In his early years Merton was utterly dismissive of photography, but latterly began what he described as his ‘love affair with the camera’. His monastic life allowed him no personal possessions, but his good friend, John Howard Griffin, loaned him a Canon FX at which he was jubilant, studying the ‘beautiful instrument’, trying different lenses – a 50mm, then a 100mm at which he joyfully declared, ‘When I looked through that it just blew my mind.’  He was no master of the technical side of photography and was happily unconcerned about that: ‘I know nothing of ASA speeds’,  he commented. ‘Never use a meter. So I presume everything I did was “standard”.’ The camera for him was a contemplative tool, enabling him to move from ‘looking’ to ‘seeing’ – he wrote of ‘the urgency of seeing, fully aware, experiencing what is here.’  The camera was both an aid to and an expression of attentiveness – attentiveness to God, and to the world through which God reveals himself.

Robert Waldron explains how Merton’s photography offers us a window into his contemplative life, ‘His interest in photography is emblematic of his life as a contemplative, for to become contemplative one must develop the spiritual eye of attention, and what in modern life symbolises more fully and exactly what the … contemplative life entails than a camera. The camera zeroes in on the object chosen by the eye to be seen, not a cursory but a deep seeing, as if one is attempting to see into the life of things, like monks with eyes fixed upon religious ritual or Scripture, hoping for a divine glimpse.’

Of course all this can be practised anywhere and everywhere – but where better than the glorious prayer-soaked surroundings of Lee Abbey? The landscape is simply stunning and there’s such variety: woods and meadows, vast rocks, wild flowers, rolling waves, the tiny chapel on the beach and the crosses on the hillside, the vast seascapes with the light constantly changing.

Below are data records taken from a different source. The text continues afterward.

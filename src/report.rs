//! Input report decoding for the "Wireless Controller" pad.
//!
//! The controller emits a fixed 64-byte input report. Decoding is a pure
//! function of the report bytes and the stick dead zone:
//!
//! | Offset | Meaning |
//! |---|---|
//! | 0 | report id (ignored) |
//! | 1–4 | LX, LY, RX, RY (0..=255, 128 = centre) |
//! | 5 | low nibble: dpad (0..=7 clockwise from Up, 8 = neutral); high nibble: face buttons |
//! | 6 | L1, R1, L2, R2, Select, Start, L3, R3 (bit 0..=7) |
//! | 7 | bit 0: Symbol, bit 1: Trackpad |
//! | 8–9 | left / right trigger (0..=255) |

use crate::buttons::Buttons;
use crate::error::{Error, Result};
use crate::snapshot::AxisState;

/// Raw stick travel from centre to either end.
const AXIS_RANGE: f32 = 127.0;

/// Dpad nibble → asserted directions. Anything outside 0..=7 is neutral.
const DPAD_TABLE: [Buttons; 16] = [
    Buttons::DPAD_UP,
    Buttons::DPAD_UP.union(Buttons::DPAD_RIGHT),
    Buttons::DPAD_RIGHT,
    Buttons::DPAD_DOWN.union(Buttons::DPAD_RIGHT),
    Buttons::DPAD_DOWN,
    Buttons::DPAD_DOWN.union(Buttons::DPAD_LEFT),
    Buttons::DPAD_LEFT,
    Buttons::DPAD_UP.union(Buttons::DPAD_LEFT),
    Buttons::empty(),
    Buttons::empty(),
    Buttons::empty(),
    Buttons::empty(),
    Buttons::empty(),
    Buttons::empty(),
    Buttons::empty(),
    Buttons::empty(),
];

/// Byte 5, high nibble.
const FACE_BITS: [(u8, Buttons); 4] = [
    (0x10, Buttons::FACE2),
    (0x20, Buttons::FACE1),
    (0x40, Buttons::FACE4),
    (0x80, Buttons::FACE3),
];

/// Byte 6.
const SHOULDER_BITS: [(u8, Buttons); 8] = [
    (0x01, Buttons::LEFT_SHOULDER),
    (0x02, Buttons::RIGHT_SHOULDER),
    (0x04, Buttons::LEFT_TRIGGER),
    (0x08, Buttons::RIGHT_TRIGGER),
    (0x10, Buttons::SELECT),
    (0x20, Buttons::START),
    (0x40, Buttons::LEFT_STICK),
    (0x80, Buttons::RIGHT_STICK),
];

/// Byte 7.
const AUX_BITS: [(u8, Buttons); 2] = [(0x01, Buttons::SYMBOL), (0x02, Buttons::TRACKPAD)];

/// Supported controller models.
///
/// There is exactly one today; the enum is the seam where another report
/// shape would be added.
#[derive(Debug, Clone, Copy, PartialEq, Eq, Default)]
pub enum ControllerModel {
    #[default]
    DualShock4,
}

impl ControllerModel {
    /// Product string the device must report, compared case-sensitively.
    pub fn product_string(self) -> &'static str {
        match self {
            ControllerModel::DualShock4 => "Wireless Controller",
        }
    }

    /// Input report length in bytes, including the report id byte.
    pub fn input_report_len(self) -> usize {
        match self {
            ControllerModel::DualShock4 => 64,
        }
    }

    pub fn decode(self, report: &[u8], dead_zone: f32) -> Result<DecodedReport> {
        match self {
            ControllerModel::DualShock4 => decode(report, dead_zone),
        }
    }
}

/// Result of decoding one input report.
#[derive(Debug, Clone, Copy, PartialEq, Default)]
pub struct DecodedReport {
    pub buttons: Buttons,
    pub axes: AxisState,
}

/// Map a raw stick byte to `[-1, 1]` (128 is centre).
#[inline]
pub fn normalize_axis(raw: u8) -> f32 {
    ((raw as f32 - 128.0) / AXIS_RANGE).clamp(-1.0, 1.0)
}

/// Directions asserted by a dpad nibble. Only the low 4 bits are looked at.
#[inline]
pub fn dpad_buttons(nibble: u8) -> Buttons {
    DPAD_TABLE[(nibble & 0x0F) as usize]
}

/// Digital directions of one stick. The threshold is inclusive.
fn stick_buttons(x: f32, y: f32, dead_zone: f32, [up, left, down, right]: [Buttons; 4]) -> Buttons {
    let mut out = Buttons::empty();
    out.set(left, x <= -dead_zone);
    out.set(right, x >= dead_zone);
    out.set(down, y <= -dead_zone);
    out.set(up, y >= dead_zone);
    out
}

fn bits(byte: u8, table: &[(u8, Buttons)]) -> Buttons {
    table
        .iter()
        .filter(|(mask, _)| byte & mask != 0)
        .fold(Buttons::empty(), |acc, (_, b)| acc | *b)
}

/// Decode a Wireless Controller input report.
///
/// `report` must hold at least 64 bytes; trailing bytes are ignored.
pub fn decode(report: &[u8], dead_zone: f32) -> Result<DecodedReport> {
    let expected = ControllerModel::DualShock4.input_report_len();
    if report.len() < expected {
        return Err(Error::Decode {
            expected,
            actual: report.len(),
        });
    }

    let axes = AxisState {
        left_x: normalize_axis(report[1]),
        left_y: normalize_axis(report[2]),
        right_x: normalize_axis(report[3]),
        right_y: normalize_axis(report[4]),
        left_trigger: report[8],
        right_trigger: report[9],
    };

    let mut buttons = dpad_buttons(report[5])
        | bits(report[5], &FACE_BITS)
        | bits(report[6], &SHOULDER_BITS)
        | bits(report[7], &AUX_BITS);

    buttons |= stick_buttons(
        axes.left_x,
        axes.left_y,
        dead_zone,
        [
            Buttons::LEFT_STICK_UP,
            Buttons::LEFT_STICK_LEFT,
            Buttons::LEFT_STICK_DOWN,
            Buttons::LEFT_STICK_RIGHT,
        ],
    );
    buttons |= stick_buttons(
        axes.right_x,
        axes.right_y,
        dead_zone,
        [
            Buttons::RIGHT_STICK_UP,
            Buttons::RIGHT_STICK_LEFT,
            Buttons::RIGHT_STICK_DOWN,
            Buttons::RIGHT_STICK_RIGHT,
        ],
    );

    Ok(DecodedReport { buttons, axes })
}

#[cfg(test)]
mod tests {
    use super::*;

    const DZ: f32 = 0.15;

    fn neutral() -> [u8; 64] {
        let mut r = [0u8; 64];
        r[0] = 0x01;
        r[1..5].fill(128);
        r[5] = 0x08;
        r
    }

    #[test]
    fn dpad_table_matches_clock_positions() {
        use Buttons as B;
        let expected = [
            B::DPAD_UP,
            B::DPAD_UP | B::DPAD_RIGHT,
            B::DPAD_RIGHT,
            B::DPAD_RIGHT | B::DPAD_DOWN,
            B::DPAD_DOWN,
            B::DPAD_DOWN | B::DPAD_LEFT,
            B::DPAD_LEFT,
            B::DPAD_LEFT | B::DPAD_UP,
        ];
        for nibble in 0u8..16 {
            let want = expected.get(nibble as usize).copied().unwrap_or(B::empty());
            assert_eq!(dpad_buttons(nibble), want, "nibble {nibble}");

            let mut r = neutral();
            r[5] = nibble;
            let got = decode(&r, DZ).unwrap().buttons & B::DPAD;
            assert_eq!(got, want, "decoded nibble {nibble}");
        }
    }

    #[test]
    fn dpad_ignores_face_nibble() {
        assert_eq!(dpad_buttons(0xF2), Buttons::DPAD_RIGHT);
        assert_eq!(dpad_buttons(0xF8), Buttons::empty());
    }

    #[test]
    fn axis_centre_and_extremes() {
        assert_eq!(normalize_axis(128), 0.0);
        assert_eq!(normalize_axis(255), 1.0);
        assert_eq!(normalize_axis(0), -1.0);
        assert!((normalize_axis(1) - (-1.0)).abs() < 1e-6);
        assert!((normalize_axis(192) - 64.0 / 127.0).abs() < 1e-6);
    }

    #[test]
    fn crafted_report_decodes_exactly() {
        let mut r = [0u8; 64];
        r[1..5].fill(128);
        r[5] = 0x20;
        r[6] = 0x30;

        let d = decode(&r, DZ).unwrap();
        assert_eq!(
            d.buttons,
            Buttons::DPAD_UP | Buttons::FACE1 | Buttons::SELECT | Buttons::START
        );
        assert_eq!(d.axes, AxisState::default());
        assert_eq!((d.axes.left_trigger, d.axes.right_trigger), (0, 0));
    }

    #[test]
    fn every_wire_bit_maps_to_one_button() {
        let cases: &[(usize, u8, Buttons)] = &[
            (5, 0x18, Buttons::FACE2),
            (5, 0x28, Buttons::FACE1),
            (5, 0x48, Buttons::FACE4),
            (5, 0x88, Buttons::FACE3),
            (6, 0x01, Buttons::LEFT_SHOULDER),
            (6, 0x02, Buttons::RIGHT_SHOULDER),
            (6, 0x04, Buttons::LEFT_TRIGGER),
            (6, 0x08, Buttons::RIGHT_TRIGGER),
            (6, 0x10, Buttons::SELECT),
            (6, 0x20, Buttons::START),
            (6, 0x40, Buttons::LEFT_STICK),
            (6, 0x80, Buttons::RIGHT_STICK),
            (7, 0x01, Buttons::SYMBOL),
            (7, 0x02, Buttons::TRACKPAD),
        ];
        for &(offset, value, button) in cases {
            let mut r = neutral();
            r[offset] = value;
            assert_eq!(decode(&r, DZ).unwrap().buttons, button, "byte {offset} = {value:#04x}");
        }
    }

    #[test]
    fn byte7_upper_bits_are_ignored() {
        let mut r = neutral();
        r[7] = 0xFC;
        assert_eq!(decode(&r, DZ).unwrap().buttons, Buttons::empty());
    }

    #[test]
    fn triggers_are_raw_and_independent_of_trigger_bits() {
        let mut r = neutral();
        r[8] = 200;
        r[9] = 7;
        let d = decode(&r, DZ).unwrap();
        assert_eq!((d.axes.left_trigger, d.axes.right_trigger), (200, 7));
        assert_eq!(d.buttons, Buttons::empty());
    }

    #[test]
    fn dead_zone_boundary_is_inclusive() {
        // 147 → 19/127; use that exact value as the threshold.
        let threshold = normalize_axis(147);
        let mut r = neutral();
        r[1] = 147;
        assert!(decode(&r, threshold).unwrap().buttons.contains(Buttons::LEFT_STICK_RIGHT));

        r[1] = 146;
        assert!(!decode(&r, threshold).unwrap().buttons.contains(Buttons::LEFT_STICK_RIGHT));

        // Negative side: 109 → -19/127.
        r[1] = 128;
        r[2] = 109;
        assert!(decode(&r, threshold).unwrap().buttons.contains(Buttons::LEFT_STICK_DOWN));
        r[2] = 110;
        assert!(!decode(&r, threshold).unwrap().buttons.contains(Buttons::LEFT_STICK_DOWN));
    }

    #[test]
    fn stick_directions_follow_sign() {
        let mut r = neutral();
        r[1] = 0; // LX full left
        r[2] = 255; // LY full positive
        r[3] = 255; // RX full right
        r[4] = 0; // RY full negative
        let b = decode(&r, DZ).unwrap().buttons;
        assert_eq!(
            b,
            Buttons::LEFT_STICK_LEFT
                | Buttons::LEFT_STICK_UP
                | Buttons::RIGHT_STICK_RIGHT
                | Buttons::RIGHT_STICK_DOWN
        );
    }

    #[test]
    fn zero_dead_zone_asserts_a_direction_at_centre() {
        // |0.0| >= 0.0 holds on both sides of each axis.
        let b = decode(&neutral(), 0.0).unwrap().buttons;
        assert!(b.contains(Buttons::LEFT_STICK_LEFT | Buttons::LEFT_STICK_RIGHT));
    }

    #[test]
    fn short_and_empty_reports_are_rejected() {
        for len in [0usize, 10, 63] {
            let r = vec![0u8; len];
            match decode(&r, DZ) {
                Err(Error::Decode { expected, actual }) => {
                    assert_eq!(expected, 64);
                    assert_eq!(actual, len);
                }
                other => panic!("expected decode error for {len} bytes, got {other:?}"),
            }
        }
    }

    #[test]
    fn longer_reports_decode_the_prefix() {
        let mut r = vec![0u8; 78];
        r[1..5].fill(128);
        r[5] = 0x08;
        r[7] = 0x01;
        assert_eq!(decode(&r, DZ).unwrap().buttons, Buttons::SYMBOL);
    }

    #[test]
    fn model_describes_the_wireless_controller() {
        let m = ControllerModel::default();
        assert_eq!(m.product_string(), "Wireless Controller");
        assert_eq!(m.input_report_len(), 64);
        assert_eq!(m.decode(&neutral(), DZ).unwrap(), decode(&neutral(), DZ).unwrap());
    }
}
use crate::GeoError;
use geopub_rest::{rest_path, ListKind, RestTransport};
use std::sync::Arc;

/// Read-only existence and listing queries.
///
/// Queries scoped to a workspace first check that the workspace exists and
/// fail with [`GeoError::WorkspaceNotFound`] otherwise. Nothing is cached.
#[derive(Clone)]
pub struct GeoServerReader {
    transport: Arc<dyn RestTransport>,
}

impl GeoServerReader {
    pub fn new(transport: Arc<dyn RestTransport>) -> Self {
        Self { transport }
    }

    fn require_workspace(&self, workspace: &str) -> Result<(), GeoError> {
        if self.exists_workspace(workspace)? {
            Ok(())
        } else {
            Err(GeoError::WorkspaceNotFound(workspace.to_owned()))
        }
    }

    fn scoped_exists(
        &self,
        workspace: &str,
        collection: &str,
        name: &str,
    ) -> Result<bool, GeoError> {
        self.require_workspace(workspace)?;
        let path = rest_path(&["workspaces", workspace, collection, name]);
        Ok(self.transport.exists(&path)?)
    }

    fn scoped_list(
        &self,
        workspace: &str,
        collection: &str,
        kind: ListKind,
    ) -> Result<Vec<String>, GeoError> {
        self.require_workspace(workspace)?;
        Ok(self
            .transport
            .list(&rest_path(&["workspaces", workspace, collection]), kind)?)
    }

    pub fn exists_workspace(&self, workspace: &str) -> Result<bool, GeoError> {
        Ok(self.transport.exists(&rest_path(&["workspaces", workspace]))?)
    }

    pub fn workspaces(&self) -> Result<Vec<String>, GeoError> {
        Ok(self.transport.list("workspaces", ListKind::Workspaces)?)
    }

    pub fn exists_datastore(&self, workspace: &str, datastore: &str) -> Result<bool, GeoError> {
        self.scoped_exists(workspace, "datastores", datastore)
    }

    pub fn datastores(&self, workspace: &str) -> Result<Vec<String>, GeoError> {
        self.scoped_list(workspace, "datastores", ListKind::DataStores)
    }

    pub fn exists_coverage_store(&self, workspace: &str, store: &str) -> Result<bool, GeoError> {
        self.scoped_exists(workspace, "coveragestores", store)
    }

    pub fn coverage_stores(&self, workspace: &str) -> Result<Vec<String>, GeoError> {
        self.scoped_list(workspace, "coveragestores", ListKind::CoverageStores)
    }

    pub fn exists_layer(&self, workspace: &str, layer: &str) -> Result<bool, GeoError> {
        self.scoped_exists(workspace, "layers", layer)
    }

    pub fn layers(&self, workspace: &str) -> Result<Vec<String>, GeoError> {
        self.scoped_list(workspace, "layers", ListKind::Layers)
    }

    /// Every layer on the server, as `workspace:layer`.
    pub fn all_layers(&self) -> Result<Vec<String>, GeoError> {
        Ok(self.transport.list("layers", ListKind::Layers)?)
    }

    pub fn exists_layer_group(&self, workspace: &str, group: &str) -> Result<bool, GeoError> {
        self.scoped_exists(workspace, "layergroups", group)
    }

    pub fn layer_groups(&self, workspace: &str) -> Result<Vec<String>, GeoError> {
        self.scoped_list(workspace, "layergroups", ListKind::LayerGroups)
    }

    /// Global styles only; workspace styles are not visible here.
    pub fn exists_style(&self, name: &str) -> Result<bool, GeoError> {
        Ok(self.transport.exists(&rest_path(&["styles", name]))?)
    }

    pub fn styles(&self) -> Result<Vec<String>, GeoError> {
        Ok(self.transport.list("styles", ListKind::Styles)?)
    }

    pub fn exists_style_in_workspace(&self, workspace: &str, name: &str) -> Result<bool, GeoError> {
        self.scoped_exists(workspace, "styles", name)
    }

    pub fn styles_in_workspace(&self, workspace: &str) -> Result<Vec<String>, GeoError> {
        self.scoped_list(workspace, "styles", ListKind::Styles)
    }
}

#[cfg(test)]
mod tests {
    use super::*;
    use geopub_rest::mock::MockTransport;
    use geopub_rest::{RestError, RestRequest, RestResponse};

    fn reader(mock: MockTransport) -> (Arc<MockTransport>, GeoServerReader) {
        let mock = Arc::new(mock);
        let reader = GeoServerReader::new(Arc::clone(&mock) as Arc<dyn RestTransport>);
        (mock, reader)
    }

    #[test]
    fn workspace_existence() {
        let (_, r) = reader(MockTransport::new().with_workspace("topp"));
        assert!(r.exists_workspace("topp").unwrap());
        assert!(!r.exists_workspace("nurc").unwrap());
    }

    #[test]
    fn scoped_query_requires_workspace() {
        let (mock, r) = reader(MockTransport::new());
        let err = r.exists_datastore("topp", "roads").unwrap_err();
        assert!(matches!(err, GeoError::WorkspaceNotFound(ref ws) if ws == "topp"));
        // Only the workspace probe was sent.
        assert_eq!(mock.requests().len(), 1);
    }

    #[test]
    fn layer_and_store_queries() {
        let (_, r) = reader(
            MockTransport::new()
                .with_layer("topp", "roads")
                .with_coverage_store("topp", "dem"),
        );
        assert!(r.exists_layer("topp", "roads").unwrap());
        assert!(!r.exists_layer("topp", "rivers").unwrap());
        assert!(r.exists_datastore("topp", "roads").unwrap());
        assert!(r.exists_coverage_store("topp", "dem").unwrap());
        assert!(!r.exists_coverage_store("topp", "roads").unwrap());
    }

    #[test]
    fn listings_decode_names() {
        let (_, r) = reader(
            MockTransport::new()
                .with_layer("topp", "roads")
                .with_layer("topp", "rivers")
                .with_layer_group("topp", "base", &["topp:roads"]),
        );
        assert_eq!(r.workspaces().unwrap(), vec!["topp"]);
        assert_eq!(r.layers("topp").unwrap(), vec!["rivers", "roads"]);
        assert_eq!(r.layer_groups("topp").unwrap(), vec!["base"]);
        assert_eq!(r.all_layers().unwrap(), vec!["topp:rivers", "topp:roads"]);
        assert!(r.coverage_stores("topp").unwrap().is_empty());
    }

    #[test]
    fn style_scopes_are_separate() {
        let (_, r) = reader(
            MockTransport::new()
                .with_style(None, "line")
                .with_style(Some("topp"), "roads"),
        );
        assert!(r.exists_style("line").unwrap());
        assert!(!r.exists_style("roads").unwrap());
        assert!(r.exists_style_in_workspace("topp", "roads").unwrap());
        assert!(!r.exists_style_in_workspace("topp", "line").unwrap());
        assert_eq!(r.styles().unwrap(), vec!["line"]);
        assert_eq!(r.styles_in_workspace("topp").unwrap(), vec!["roads"]);
    }

    struct BrokenServer;

    impl RestTransport for BrokenServer {
        fn execute(&self, _request: &RestRequest) -> Result<RestResponse, RestError> {
            Ok(RestResponse::new(500, "boom"))
        }
    }

    #[test]
    fn unexpected_status_propagates() {
        let r = GeoServerReader::new(Arc::new(BrokenServer));
        let err = r.exists_workspace("topp").unwrap_err();
        assert!(matches!(
            err,
            GeoError::Transport(RestError::UnexpectedStatus { status: 500, .. })
        ));
    }

    #[test]
    fn transport_failure_propagates() {
        let (_, r) = reader(MockTransport::new().offline());
        assert!(matches!(
            r.workspaces().unwrap_err(),
            GeoError::Transport(RestError::Http(_))
        ));
    }
}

I would walk up to Jenny’s and just sit and sit – no two days, or even two moments, the same. My eye would be caught by a pool of light far out to sea – and then by a tiny wild flower by my side. I would look and look – and then I would photograph – and then look some more. I’ve learnt there’s a danger in photography of acquisitiveness, which I now try to guard against. I’m discovering too that there’s a spiritual element not only in the taking, but in the later viewing of the photographs – in what seems to be a movement from chronos to kairos time, as the capturing of a single moment can be viewed unhurriedly. And somehow, to my delight, I find others viewing my photographs enjoy a taste of the blessing I have experienced in taking them. Which can only be gift – for which I am truly thankful.